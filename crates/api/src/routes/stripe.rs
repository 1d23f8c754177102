//! Stripe webhook endpoint

use axum::{body::Bytes, extract::State, http::HeaderMap, Json};
use serde_json::{json, Value};
use versabot_billing::BillingError;

use crate::{
    error::{ApiError, ApiResult},
    state::AppState,
};

/// `POST /stripe-webhook`
///
/// Rejected with 400 and no side effects unless the signature verifies.
pub async fn stripe_webhook(
    State(state): State<AppState>,
    headers: HeaderMap,
    body: Bytes,
) -> ApiResult<Json<Value>> {
    let signature = headers
        .get("Stripe-Signature")
        .and_then(|h| h.to_str().ok())
        .ok_or_else(|| ApiError::BadRequest("Missing Stripe-Signature header".to_string()))?;

    let billing = state.billing_service().ok_or_else(|| {
        BillingError::NotConfigured("STRIPE_WEBHOOK_SECRET not set".to_string())
    })?;

    let payload = std::str::from_utf8(&body)
        .map_err(|_| ApiError::BadRequest("Webhook payload is not valid UTF-8".to_string()))?;

    let event = billing.webhooks.verify_event(payload, signature)?;
    let outcome = billing.webhooks.handle_event(&event).await?;

    tracing::info!(
        event_id = %event.id,
        event_type = %event.event_type,
        outcome = ?outcome,
        "Stripe webhook processed"
    );

    Ok(Json(json!({ "status": "ok" })))
}
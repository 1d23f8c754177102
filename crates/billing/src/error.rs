//! Billing error types

pub type BillingResult<T> = Result<T, BillingError>;

#[derive(Debug, thiserror::Error)]
pub enum BillingError {
    #[error("Stripe webhook signature verification failed")]
    WebhookSignatureInvalid,

    #[error("Invalid webhook payload: {0}")]
    InvalidPayload(String),

    #[error("Billing not configured: {0}")]
    NotConfigured(String),

    #[error("Database error: {0}")]
    Database(String),
}

impl BillingError {
    /// Whether the failure was caused by the caller's request rather than by
    /// this service.
    pub fn is_client_error(&self) -> bool {
        matches!(
            self,
            BillingError::WebhookSignatureInvalid
                | BillingError::InvalidPayload(_)
                | BillingError::NotConfigured(_)
        )
    }
}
•••
Description of the task -> Read through the data above. Report each line that has the word "NotConfigured".

Result of this task ->
        BillingError::NotConfigured("STRIPE_WEBHOOK_SECRET not set".to_string())
    NotConfigured(String),
                | BillingError::NotConfigured(_)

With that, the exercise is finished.